EXERCISE DETAILS
Examine each line of the data, and copy the ones containing "DefaultOnResponse".

STORED DATA
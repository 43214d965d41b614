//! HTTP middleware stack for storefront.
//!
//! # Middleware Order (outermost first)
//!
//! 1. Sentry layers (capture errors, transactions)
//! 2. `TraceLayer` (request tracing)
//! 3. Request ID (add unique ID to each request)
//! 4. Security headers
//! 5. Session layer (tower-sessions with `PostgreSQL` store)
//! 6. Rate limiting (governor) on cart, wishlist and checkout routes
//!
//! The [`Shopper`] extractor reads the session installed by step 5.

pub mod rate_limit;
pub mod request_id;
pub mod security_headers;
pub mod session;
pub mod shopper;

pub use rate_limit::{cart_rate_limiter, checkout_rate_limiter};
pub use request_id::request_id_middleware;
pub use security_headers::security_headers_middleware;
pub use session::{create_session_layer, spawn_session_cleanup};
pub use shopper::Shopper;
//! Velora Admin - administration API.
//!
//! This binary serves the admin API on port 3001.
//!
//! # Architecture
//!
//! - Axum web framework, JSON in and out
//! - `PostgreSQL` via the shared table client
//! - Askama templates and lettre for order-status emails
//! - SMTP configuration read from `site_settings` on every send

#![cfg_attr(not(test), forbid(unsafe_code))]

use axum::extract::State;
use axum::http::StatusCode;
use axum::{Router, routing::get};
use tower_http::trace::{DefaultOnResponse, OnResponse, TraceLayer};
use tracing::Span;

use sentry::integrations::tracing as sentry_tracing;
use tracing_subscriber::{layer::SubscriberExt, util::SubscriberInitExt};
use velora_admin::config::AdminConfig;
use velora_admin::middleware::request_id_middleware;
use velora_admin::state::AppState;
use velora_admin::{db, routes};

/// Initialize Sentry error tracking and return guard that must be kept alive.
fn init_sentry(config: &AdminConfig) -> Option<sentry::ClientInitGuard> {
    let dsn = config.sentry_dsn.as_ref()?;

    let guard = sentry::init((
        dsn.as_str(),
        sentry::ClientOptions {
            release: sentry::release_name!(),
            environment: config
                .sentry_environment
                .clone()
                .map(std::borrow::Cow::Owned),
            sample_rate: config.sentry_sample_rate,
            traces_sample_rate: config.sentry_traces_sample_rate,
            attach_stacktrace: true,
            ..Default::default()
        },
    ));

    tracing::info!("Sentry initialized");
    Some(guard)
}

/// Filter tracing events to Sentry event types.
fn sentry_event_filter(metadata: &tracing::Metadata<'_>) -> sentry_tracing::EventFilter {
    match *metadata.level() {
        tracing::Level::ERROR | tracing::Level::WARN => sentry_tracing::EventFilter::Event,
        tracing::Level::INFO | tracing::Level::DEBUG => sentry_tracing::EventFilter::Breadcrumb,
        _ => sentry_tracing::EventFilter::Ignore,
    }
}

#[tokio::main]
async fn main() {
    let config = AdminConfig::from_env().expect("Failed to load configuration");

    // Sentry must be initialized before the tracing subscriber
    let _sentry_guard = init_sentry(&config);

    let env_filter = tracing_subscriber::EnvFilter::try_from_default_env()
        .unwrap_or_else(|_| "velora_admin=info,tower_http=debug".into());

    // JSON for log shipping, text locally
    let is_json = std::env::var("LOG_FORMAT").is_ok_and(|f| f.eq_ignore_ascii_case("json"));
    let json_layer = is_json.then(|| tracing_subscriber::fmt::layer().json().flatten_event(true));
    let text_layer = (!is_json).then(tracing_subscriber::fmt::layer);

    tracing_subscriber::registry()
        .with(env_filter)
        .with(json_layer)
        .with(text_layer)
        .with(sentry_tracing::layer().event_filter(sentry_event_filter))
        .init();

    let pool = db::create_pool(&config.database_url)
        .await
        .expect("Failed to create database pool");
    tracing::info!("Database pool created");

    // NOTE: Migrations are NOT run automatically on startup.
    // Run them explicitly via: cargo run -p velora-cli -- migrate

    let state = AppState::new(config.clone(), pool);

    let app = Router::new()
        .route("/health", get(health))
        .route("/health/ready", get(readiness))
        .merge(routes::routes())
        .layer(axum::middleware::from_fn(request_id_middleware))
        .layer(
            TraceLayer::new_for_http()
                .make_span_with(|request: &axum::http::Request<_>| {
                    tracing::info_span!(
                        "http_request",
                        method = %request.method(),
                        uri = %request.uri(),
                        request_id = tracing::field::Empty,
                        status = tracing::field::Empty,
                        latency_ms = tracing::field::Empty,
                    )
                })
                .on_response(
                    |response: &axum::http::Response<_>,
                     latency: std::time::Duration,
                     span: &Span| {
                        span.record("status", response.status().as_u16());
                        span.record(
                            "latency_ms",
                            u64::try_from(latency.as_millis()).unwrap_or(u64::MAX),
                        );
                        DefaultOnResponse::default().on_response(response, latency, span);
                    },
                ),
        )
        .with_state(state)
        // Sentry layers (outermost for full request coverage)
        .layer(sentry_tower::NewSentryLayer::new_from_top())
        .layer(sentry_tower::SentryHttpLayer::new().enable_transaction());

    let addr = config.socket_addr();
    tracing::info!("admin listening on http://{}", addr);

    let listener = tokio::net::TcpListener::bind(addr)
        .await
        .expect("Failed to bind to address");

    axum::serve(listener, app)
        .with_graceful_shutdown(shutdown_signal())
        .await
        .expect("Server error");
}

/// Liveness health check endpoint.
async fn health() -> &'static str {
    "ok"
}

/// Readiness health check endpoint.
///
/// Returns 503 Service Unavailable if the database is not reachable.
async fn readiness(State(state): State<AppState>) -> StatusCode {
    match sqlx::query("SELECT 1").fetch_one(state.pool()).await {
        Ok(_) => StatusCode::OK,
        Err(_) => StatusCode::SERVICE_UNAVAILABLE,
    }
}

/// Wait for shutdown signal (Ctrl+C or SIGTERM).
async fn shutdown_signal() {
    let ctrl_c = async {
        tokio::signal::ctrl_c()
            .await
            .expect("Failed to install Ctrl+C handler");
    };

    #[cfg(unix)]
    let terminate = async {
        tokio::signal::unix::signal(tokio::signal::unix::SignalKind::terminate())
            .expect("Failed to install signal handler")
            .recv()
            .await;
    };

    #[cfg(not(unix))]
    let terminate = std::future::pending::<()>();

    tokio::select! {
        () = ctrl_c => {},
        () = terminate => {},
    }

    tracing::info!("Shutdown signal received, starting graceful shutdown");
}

==

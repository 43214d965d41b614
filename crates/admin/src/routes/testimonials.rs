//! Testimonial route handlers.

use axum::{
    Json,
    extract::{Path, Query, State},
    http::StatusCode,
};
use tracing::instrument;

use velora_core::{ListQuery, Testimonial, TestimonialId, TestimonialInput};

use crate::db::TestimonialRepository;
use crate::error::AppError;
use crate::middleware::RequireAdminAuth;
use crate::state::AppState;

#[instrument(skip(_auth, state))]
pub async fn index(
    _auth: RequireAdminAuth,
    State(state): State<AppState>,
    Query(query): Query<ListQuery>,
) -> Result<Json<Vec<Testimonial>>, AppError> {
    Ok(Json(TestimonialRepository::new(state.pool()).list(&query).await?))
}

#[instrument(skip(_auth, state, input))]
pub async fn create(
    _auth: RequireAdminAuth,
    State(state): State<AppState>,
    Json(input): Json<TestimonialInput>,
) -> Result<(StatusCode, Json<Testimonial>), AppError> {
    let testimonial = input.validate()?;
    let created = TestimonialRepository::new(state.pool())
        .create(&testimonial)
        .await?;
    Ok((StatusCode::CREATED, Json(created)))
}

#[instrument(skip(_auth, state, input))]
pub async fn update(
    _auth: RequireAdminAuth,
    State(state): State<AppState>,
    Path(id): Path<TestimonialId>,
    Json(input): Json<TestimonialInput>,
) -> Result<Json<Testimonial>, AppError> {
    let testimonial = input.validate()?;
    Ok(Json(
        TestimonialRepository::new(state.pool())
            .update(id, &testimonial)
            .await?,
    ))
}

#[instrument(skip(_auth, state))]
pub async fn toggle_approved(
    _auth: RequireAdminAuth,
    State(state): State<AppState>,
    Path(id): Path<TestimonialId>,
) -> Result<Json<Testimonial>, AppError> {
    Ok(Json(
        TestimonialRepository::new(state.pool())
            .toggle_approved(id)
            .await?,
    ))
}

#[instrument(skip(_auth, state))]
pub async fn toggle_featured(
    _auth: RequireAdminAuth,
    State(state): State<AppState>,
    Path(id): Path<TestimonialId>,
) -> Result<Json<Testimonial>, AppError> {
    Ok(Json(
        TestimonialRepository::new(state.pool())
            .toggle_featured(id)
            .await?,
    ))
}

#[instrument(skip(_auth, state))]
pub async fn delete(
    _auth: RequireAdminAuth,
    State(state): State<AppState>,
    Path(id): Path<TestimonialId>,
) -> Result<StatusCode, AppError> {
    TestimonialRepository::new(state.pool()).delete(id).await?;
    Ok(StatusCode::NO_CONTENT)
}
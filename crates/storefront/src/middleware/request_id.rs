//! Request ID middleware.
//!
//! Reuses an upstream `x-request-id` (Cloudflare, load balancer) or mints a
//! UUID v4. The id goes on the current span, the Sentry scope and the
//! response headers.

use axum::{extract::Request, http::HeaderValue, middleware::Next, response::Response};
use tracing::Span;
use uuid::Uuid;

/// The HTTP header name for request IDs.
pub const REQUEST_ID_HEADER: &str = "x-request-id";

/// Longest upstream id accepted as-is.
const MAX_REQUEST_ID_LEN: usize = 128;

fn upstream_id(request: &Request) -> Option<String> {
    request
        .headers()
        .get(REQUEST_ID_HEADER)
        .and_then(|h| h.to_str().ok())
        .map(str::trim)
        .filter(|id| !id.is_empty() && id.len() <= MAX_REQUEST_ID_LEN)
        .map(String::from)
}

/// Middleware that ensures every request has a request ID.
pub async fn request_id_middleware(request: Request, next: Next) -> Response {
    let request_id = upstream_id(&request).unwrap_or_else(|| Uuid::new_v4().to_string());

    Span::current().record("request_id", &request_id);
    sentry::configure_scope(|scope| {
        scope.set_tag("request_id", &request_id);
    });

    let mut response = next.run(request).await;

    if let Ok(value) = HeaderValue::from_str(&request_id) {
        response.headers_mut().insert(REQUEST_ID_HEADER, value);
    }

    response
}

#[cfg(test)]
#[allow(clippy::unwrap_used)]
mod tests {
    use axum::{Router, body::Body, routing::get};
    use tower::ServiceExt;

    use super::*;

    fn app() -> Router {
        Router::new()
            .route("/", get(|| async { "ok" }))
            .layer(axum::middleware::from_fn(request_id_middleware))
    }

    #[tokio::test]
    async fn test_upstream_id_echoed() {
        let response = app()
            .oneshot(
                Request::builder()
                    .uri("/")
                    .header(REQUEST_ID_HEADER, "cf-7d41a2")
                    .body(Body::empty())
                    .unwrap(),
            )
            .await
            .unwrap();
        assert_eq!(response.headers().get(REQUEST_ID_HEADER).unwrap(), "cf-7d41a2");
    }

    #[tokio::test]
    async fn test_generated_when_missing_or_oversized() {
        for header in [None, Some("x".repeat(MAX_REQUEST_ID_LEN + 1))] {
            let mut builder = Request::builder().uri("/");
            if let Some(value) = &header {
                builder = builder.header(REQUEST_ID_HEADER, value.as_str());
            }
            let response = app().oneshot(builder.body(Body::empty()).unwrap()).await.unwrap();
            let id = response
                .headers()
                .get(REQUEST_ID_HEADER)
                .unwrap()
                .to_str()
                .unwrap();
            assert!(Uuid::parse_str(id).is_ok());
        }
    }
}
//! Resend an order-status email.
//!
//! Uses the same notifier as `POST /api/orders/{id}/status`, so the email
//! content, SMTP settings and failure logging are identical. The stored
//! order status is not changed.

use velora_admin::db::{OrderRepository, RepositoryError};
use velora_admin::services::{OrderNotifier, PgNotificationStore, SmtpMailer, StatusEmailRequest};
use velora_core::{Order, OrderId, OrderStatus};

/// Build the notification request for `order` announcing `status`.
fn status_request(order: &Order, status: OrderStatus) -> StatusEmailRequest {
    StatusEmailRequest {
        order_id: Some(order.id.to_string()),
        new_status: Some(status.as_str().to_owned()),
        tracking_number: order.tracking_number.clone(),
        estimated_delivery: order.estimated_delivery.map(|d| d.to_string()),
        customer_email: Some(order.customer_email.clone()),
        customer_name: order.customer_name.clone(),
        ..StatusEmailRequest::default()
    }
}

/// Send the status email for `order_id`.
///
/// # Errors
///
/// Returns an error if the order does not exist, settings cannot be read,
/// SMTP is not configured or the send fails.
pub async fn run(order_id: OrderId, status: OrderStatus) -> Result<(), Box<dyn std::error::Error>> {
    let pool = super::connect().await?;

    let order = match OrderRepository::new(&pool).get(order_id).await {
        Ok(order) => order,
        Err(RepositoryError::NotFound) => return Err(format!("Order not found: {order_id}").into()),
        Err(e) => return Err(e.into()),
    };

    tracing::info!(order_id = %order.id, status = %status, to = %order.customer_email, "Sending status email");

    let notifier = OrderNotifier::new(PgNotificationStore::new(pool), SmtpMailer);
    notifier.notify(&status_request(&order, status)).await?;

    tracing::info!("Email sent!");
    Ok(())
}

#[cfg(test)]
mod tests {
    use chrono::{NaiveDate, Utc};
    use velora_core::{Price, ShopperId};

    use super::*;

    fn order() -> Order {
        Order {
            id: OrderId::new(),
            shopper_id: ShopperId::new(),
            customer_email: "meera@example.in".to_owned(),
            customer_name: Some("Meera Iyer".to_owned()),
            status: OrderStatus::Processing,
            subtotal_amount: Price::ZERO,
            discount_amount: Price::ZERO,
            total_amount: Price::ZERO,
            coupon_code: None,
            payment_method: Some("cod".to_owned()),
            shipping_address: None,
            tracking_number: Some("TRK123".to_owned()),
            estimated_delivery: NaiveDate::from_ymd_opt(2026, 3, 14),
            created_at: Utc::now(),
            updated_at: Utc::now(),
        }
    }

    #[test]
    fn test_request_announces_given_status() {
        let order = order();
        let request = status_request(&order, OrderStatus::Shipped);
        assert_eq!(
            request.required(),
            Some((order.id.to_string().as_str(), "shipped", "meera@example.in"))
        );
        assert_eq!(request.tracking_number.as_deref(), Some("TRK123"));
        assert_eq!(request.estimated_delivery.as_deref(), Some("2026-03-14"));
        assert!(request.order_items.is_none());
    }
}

---

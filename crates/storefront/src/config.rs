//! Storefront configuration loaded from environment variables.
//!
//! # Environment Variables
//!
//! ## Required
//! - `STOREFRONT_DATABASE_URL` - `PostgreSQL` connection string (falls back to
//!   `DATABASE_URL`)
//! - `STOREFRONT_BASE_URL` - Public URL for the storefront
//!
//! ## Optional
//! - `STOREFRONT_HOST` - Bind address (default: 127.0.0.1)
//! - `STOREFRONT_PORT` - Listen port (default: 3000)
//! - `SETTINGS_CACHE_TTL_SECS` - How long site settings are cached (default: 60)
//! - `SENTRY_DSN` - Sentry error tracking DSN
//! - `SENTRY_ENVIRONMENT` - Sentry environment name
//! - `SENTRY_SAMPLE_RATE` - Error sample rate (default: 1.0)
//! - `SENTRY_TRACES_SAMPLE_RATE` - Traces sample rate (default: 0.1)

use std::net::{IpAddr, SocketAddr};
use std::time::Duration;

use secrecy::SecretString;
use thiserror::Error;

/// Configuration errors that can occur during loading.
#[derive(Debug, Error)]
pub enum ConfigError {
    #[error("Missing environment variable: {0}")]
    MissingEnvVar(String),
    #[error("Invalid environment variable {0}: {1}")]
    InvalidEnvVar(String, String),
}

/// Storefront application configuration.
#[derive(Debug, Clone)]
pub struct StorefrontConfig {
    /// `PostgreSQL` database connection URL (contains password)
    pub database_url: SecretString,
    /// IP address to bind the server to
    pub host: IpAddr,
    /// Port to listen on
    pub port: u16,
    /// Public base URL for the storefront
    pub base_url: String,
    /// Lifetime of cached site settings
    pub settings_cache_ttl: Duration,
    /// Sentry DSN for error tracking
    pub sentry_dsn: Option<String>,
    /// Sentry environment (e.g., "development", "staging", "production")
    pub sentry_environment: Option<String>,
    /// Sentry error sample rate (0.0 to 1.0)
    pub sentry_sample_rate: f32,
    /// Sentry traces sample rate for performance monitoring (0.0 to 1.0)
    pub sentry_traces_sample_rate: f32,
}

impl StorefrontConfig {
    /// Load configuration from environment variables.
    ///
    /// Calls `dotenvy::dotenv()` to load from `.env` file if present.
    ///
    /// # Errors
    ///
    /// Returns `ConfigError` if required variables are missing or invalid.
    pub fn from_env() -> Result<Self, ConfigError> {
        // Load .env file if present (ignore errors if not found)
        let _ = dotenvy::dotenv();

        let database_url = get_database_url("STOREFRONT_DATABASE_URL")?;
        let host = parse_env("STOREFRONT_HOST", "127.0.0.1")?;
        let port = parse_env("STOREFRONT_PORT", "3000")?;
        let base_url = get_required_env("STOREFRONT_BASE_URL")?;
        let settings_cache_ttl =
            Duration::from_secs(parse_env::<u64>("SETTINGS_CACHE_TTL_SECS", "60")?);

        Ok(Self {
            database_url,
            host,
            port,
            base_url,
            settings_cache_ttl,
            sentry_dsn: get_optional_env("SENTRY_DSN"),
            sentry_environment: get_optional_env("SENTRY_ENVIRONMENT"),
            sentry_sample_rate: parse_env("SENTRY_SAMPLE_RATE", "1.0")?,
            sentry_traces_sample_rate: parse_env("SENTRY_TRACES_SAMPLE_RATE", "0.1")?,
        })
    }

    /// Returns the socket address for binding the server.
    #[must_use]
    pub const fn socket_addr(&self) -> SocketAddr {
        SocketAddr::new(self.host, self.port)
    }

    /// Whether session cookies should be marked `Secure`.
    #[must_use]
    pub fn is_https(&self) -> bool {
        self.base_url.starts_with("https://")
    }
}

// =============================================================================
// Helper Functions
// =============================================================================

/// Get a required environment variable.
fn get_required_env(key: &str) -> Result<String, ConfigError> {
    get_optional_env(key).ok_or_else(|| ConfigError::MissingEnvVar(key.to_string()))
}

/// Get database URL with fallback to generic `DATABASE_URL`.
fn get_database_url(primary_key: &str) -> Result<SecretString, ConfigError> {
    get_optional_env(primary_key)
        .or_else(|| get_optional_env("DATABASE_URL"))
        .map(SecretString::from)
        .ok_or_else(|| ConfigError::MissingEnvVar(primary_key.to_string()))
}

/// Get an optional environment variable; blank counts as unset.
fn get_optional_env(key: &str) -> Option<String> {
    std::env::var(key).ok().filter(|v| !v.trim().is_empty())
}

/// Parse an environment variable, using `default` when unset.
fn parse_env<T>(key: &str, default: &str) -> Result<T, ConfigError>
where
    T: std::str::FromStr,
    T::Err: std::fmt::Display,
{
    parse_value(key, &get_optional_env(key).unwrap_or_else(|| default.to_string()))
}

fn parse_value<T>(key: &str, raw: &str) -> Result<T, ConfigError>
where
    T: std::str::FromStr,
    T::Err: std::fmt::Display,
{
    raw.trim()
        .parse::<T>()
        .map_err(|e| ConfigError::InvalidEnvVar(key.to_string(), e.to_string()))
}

ANSWER SECTION
use tower_http::trace::{DefaultOnResponse, OnResponse, TraceLayer};
                        DefaultOnResponse::default().on_response(response, latency, span);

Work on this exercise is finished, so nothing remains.